What about everyone else who can’t get proper ID because they don’t have birth certificates (like Ronald Reagan didn’t until he was in his 30s) or because the Commonwealth or some other state has bungled their paperwork? When I was in high school, my brother was admitted to, enrolled in, and then expelled for non-payment from a state university he never applied to in the first place, a school he repeatedly told to get its act together and remove him from attendance; all bureaucracies, including state governments, make mistakes. Lots of mistakes.

Judge Simpson’s dismal ruling ordinarily would not be a problem, because he was simply sitting as the trial judge here, and everyone knew and expected the case would be appealed to the Pennsylvania Supreme Court and decided before the election. The problem, however, is that the Pennsylvania Supreme Court is at the moment locked in a dysfunctional state in which it has an even number of Justices because Justice Orie Melvin doesn’t have the sense of responsibility to resign and let the rest of the state get on with its business. If the Supreme Court locks horns, 3 to 3, then Judge Simpson’s decision remains controlling law.

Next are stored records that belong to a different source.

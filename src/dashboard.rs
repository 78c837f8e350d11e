//! The dashboard: loaded records plus their summary, and the static page
//! rendered from them.

use serde::Serialize;
use tracing::{error, info};

use crate::config::DashboardConfig;
use crate::loader::load_records;
use crate::map::markers;
use crate::record::ParkingRecord;
use crate::summary::{DurationBucket, SummaryView, aggregate_in};

const LEAFLET_CSS: &str = "https://unpkg.com/leaflet@1.9.4/dist/leaflet.css";
const LEAFLET_JS: &str = "https://unpkg.com/leaflet@1.9.4/dist/leaflet.js";
const TILE_URL: &str = "https://{s}.tile.openstreetmap.org/{z}/{x}/{y}.png";
const SLICE_COLORS: [&str; 4] = ["#4ade80", "#60a5fa", "#facc15", "#f87171"];

/// Records and the summary derived from them. Never mutated after construction.
#[derive(Debug, Clone, Default, PartialEq, Serialize)]
pub struct Dashboard {
    pub records: Vec<ParkingRecord>,
    pub summary: Option<SummaryView>,
}

impl Dashboard {
    pub fn from_records(records: Vec<ParkingRecord>, cfg: &DashboardConfig) -> Self {
        let summary = aggregate_in(&records, cfg.zone);
        Self { records, summary }
    }

    /// Runs the single load-then-aggregate cycle for `cfg.source`.
    ///
    /// A load failure is logged once and yields the empty dashboard.
    pub async fn load(cfg: &DashboardConfig) -> Self {
        match load_records(&cfg.source).await {
            Ok(records) => {
                let dashboard = Self::from_records(records, cfg);
                info!(
                    total = dashboard.records.len(),
                    has_summary = dashboard.summary.is_some(),
                    "Dashboard ready"
                );
                dashboard
            }
            Err(e) => {
                error!(source = %cfg.source, error = %e, "Failed to load parking data");
                Self::default()
            }
        }
    }

    pub fn is_empty(&self) -> bool {
        self.records.is_empty()
    }
}

/// Escapes text for HTML element and attribute content.
pub fn escape_html(text: &str) -> String {
    let mut out = String::with_capacity(text.len());
    for c in text.chars() {
        match c {
            '&' => out.push_str("&amp;"),
            '<' => out.push_str("&lt;"),
            '>' => out.push_str("&gt;"),
            '"' => out.push_str("&quot;"),
            '\'' => out.push_str("&#39;"),
            _ => out.push(c),
        }
    }
    out
}

/// Formats a number the way the table shows it: integers without a fraction,
/// NaN as `NaN`.
fn format_number(value: f64) -> String {
    if value.is_finite() && value.fract() == 0.0 {
        format!("{}", value as i64)
    } else {
        format!("{value}")
    }
}

fn card(title: &str, value: &str) -> String {
    format!(
        "<div class=\"card\"><div class=\"card-title\">{}</div><div class=\"card-value\">{}</div></div>\n",
        escape_html(title),
        escape_html(value)
    )
}

/// Horizontal bar list; each row is scaled against the largest count.
fn bar_chart(title: &str, rows: &[(String, usize)], color: &str) -> String {
    let max = rows.iter().map(|(_, c)| *c).max().unwrap_or(0).max(1);

    let mut html = format!("<div class=\"panel\"><h2>{}</h2>\n<div class=\"bars\">\n", escape_html(title));
    for (label, count) in rows {
        let width = (*count as f64 / max as f64) * 100.0;
        html.push_str(&format!(
            "<div class=\"bar-row\"><span class=\"bar-label\">{}</span>\
             <span class=\"bar\" style=\"width:{width:.1}%;background:{color}\"></span>\
             <span class=\"bar-count\">{count}</span></div>\n",
            escape_html(label)
        ));
    }
    html.push_str("</div></div>\n");
    html
}

fn records_table(records: &[ParkingRecord]) -> String {
    let mut html = String::from(
        "<div class=\"panel\"><h2>CSV Data</h2>\n<table class=\"data-table\">\n\
         <thead><tr><th>bay_id</th><th>license_plate</th><th>arrival_time</th><th>duration (s)</th></tr></thead>\n<tbody>\n",
    );
    for r in records {
        html.push_str(&format!(
            "<tr><td>{}</td><td>{}</td><td>{}</td><td>{}</td></tr>\n",
            escape_html(&r.bay_id),
            escape_html(r.license_plate.as_deref().unwrap_or("")),
            escape_html(r.arrival_time.as_deref().unwrap_or("")),
            format_number(r.duration_seconds)
        ));
    }
    html.push_str("</tbody></table></div>\n");
    html
}

fn map_panel(dashboard: &Dashboard, cfg: &DashboardConfig) -> String {
    // serde_json writes NaN coordinates as null; the script skips those
    let markers_json = serde_json::to_string(&markers(&dashboard.records))
        .unwrap_or_else(|_| "[]".to_string())
        .replace('<', "\\u003c");
    let (lat, lon) = cfg.map_center;

    format!(
        r#"<div class="panel"><h2>Parking Lot Map</h2>
<div id="map" style="height:400px"></div></div>
<script src="{LEAFLET_JS}"></script>
<script>
const markers = {markers_json};
const map = L.map("map").setView([{lat}, {lon}], {zoom});
L.tileLayer("{TILE_URL}", {{ maxZoom: 19 }}).addTo(map);
for (const m of markers) {{
  if (m.latitude === null || m.longitude === null) continue;
  const label = document.createElement("div");
  for (const line of [m.bay_id, m.license_plate ?? "", (m.duration_seconds ?? "NaN") + "s"]) {{
    const span = document.createElement("div");
    span.textContent = line;
    label.appendChild(span);
  }}
  L.circleMarker([m.latitude, m.longitude], {{
    radius: 3, fillColor: m.color, color: "none", fillOpacity: 0.8
  }}).bindTooltip(label).addTo(map);
}}
</script>
"#,
        zoom = cfg.map_zoom,
    )
}

const STYLE: &str = "body{font-family:sans-serif;margin:0;background:#f8fafc}\
.container{max-width:1100px;margin:0 auto;padding:1rem}\
.cards{display:flex;gap:1rem}.card{flex:1;background:#fff;border-radius:8px;padding:1rem}\
.card-title{color:#64748b}.card-value{font-size:2rem;font-weight:bold}\
.grid{display:grid;grid-template-columns:1fr 1fr;gap:1rem}\
.panel{background:#fff;border-radius:8px;padding:1rem;margin-top:1rem}\
.bar-row{display:flex;align-items:center;gap:.5rem;margin:2px 0}\
.bar-label{width:9rem;text-align:right;font-size:.85rem}.bar{height:14px;display:inline-block}\
.bar-count{font-size:.8rem;color:#475569}\
.data-table{border-collapse:collapse;width:100%}.data-table td,.data-table th{border:1px solid #e2e8f0;padding:4px}";

/// Renders the whole dashboard as one self-contained HTML page.
pub fn render_html(dashboard: &Dashboard, cfg: &DashboardConfig) -> String {
    let mut html = format!(
        "<!DOCTYPE html>\n<html><head><meta charset=\"utf-8\"><title>Parking Data Dashboard</title>\n\
         <link rel=\"stylesheet\" href=\"{LEAFLET_CSS}\">\n<style>{STYLE}</style></head>\n\
         <body><div class=\"container\">\n"
    );

    if dashboard.is_empty() {
        html.push_str("<h1>No parking data</h1>\n");
    } else {
        html.push_str("<h1>Parking Data Dashboard</h1>\n");
    }

    let summary = dashboard.summary.as_ref();

    html.push_str("<div class=\"cards\">\n");
    html.push_str(&card("Total Parked Cars", &summary.map_or(0, |s| s.total).to_string()));
    html.push_str(&card(
        "Average Duration (s)",
        &summary.map_or_else(|| "-".to_string(), |s| s.avg.to_string()),
    ));
    html.push_str(&card("Invalid Plates", &summary.map_or(0, |s| s.invalid).to_string()));
    html.push_str("</div>\n");

    let daily: Vec<(String, usize)> = summary
        .map(|s| s.daily.iter().map(|d| (d.day.clone(), d.count)).collect())
        .unwrap_or_default();
    let breakdown: Vec<(String, usize)> = summary
        .map(|s| {
            DurationBucket::ALL
                .iter()
                .map(|b| (b.label().to_string(), s.bucket_count(*b)))
                .collect()
        })
        .unwrap_or_default();
    let hourly: Vec<(String, usize)> = summary
        .map(|s| {
            s.hourly
                .iter()
                .map(|h| (format!("{}:00", h.hour), h.count))
                .collect()
        })
        .unwrap_or_default();
    let bays: Vec<(String, usize)> = summary
        .map(|s| s.bay_usage.iter().map(|b| (b.bay_id.clone(), b.count)).collect())
        .unwrap_or_default();

    html.push_str("<div class=\"grid\">\n");
    html.push_str(&bar_chart("Sessions by Day", &daily, "#75b0eb"));
    html.push_str(&bar_chart("Duration Breakdown", &breakdown, SLICE_COLORS[1]));
    html.push_str("</div>\n");
    html.push_str(&bar_chart("Peak Times (Arrivals by Hour)", &hourly, SLICE_COLORS[3]));
    html.push_str(&bar_chart("Bay Utilisation", &bays, SLICE_COLORS[0]));
    html.push_str(&map_panel(dashboard, cfg));
    html.push_str(&records_table(&dashboard.records));

    html.push_str("</div></body></html>\n");
    html
}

Which means Viviette Applewhite still can’t vote, not in any sense that you, me, William Penn, or Ben Franklin would have understood the term. After she can’t vote, she (and others like her) can file a provisional ballot, appeal the decision to the board of electors, hire a lawyer, file a lawsuit, and then litigate it for weeks, months, or years and then maybe, just maybe, her vote will be counted. Does anyone consider the process Judge Simpson has imposed upon the people without adequate photo identification to be anything less than an undue burden on the right to vote?

I don’t. Since when is a prolonged bureaucratic appeal process and an uncertain lawsuit against the government equivalent to actually voting? And would anything have convinced Judge Simpson that “disenfranchisement was immediate or inevitable?”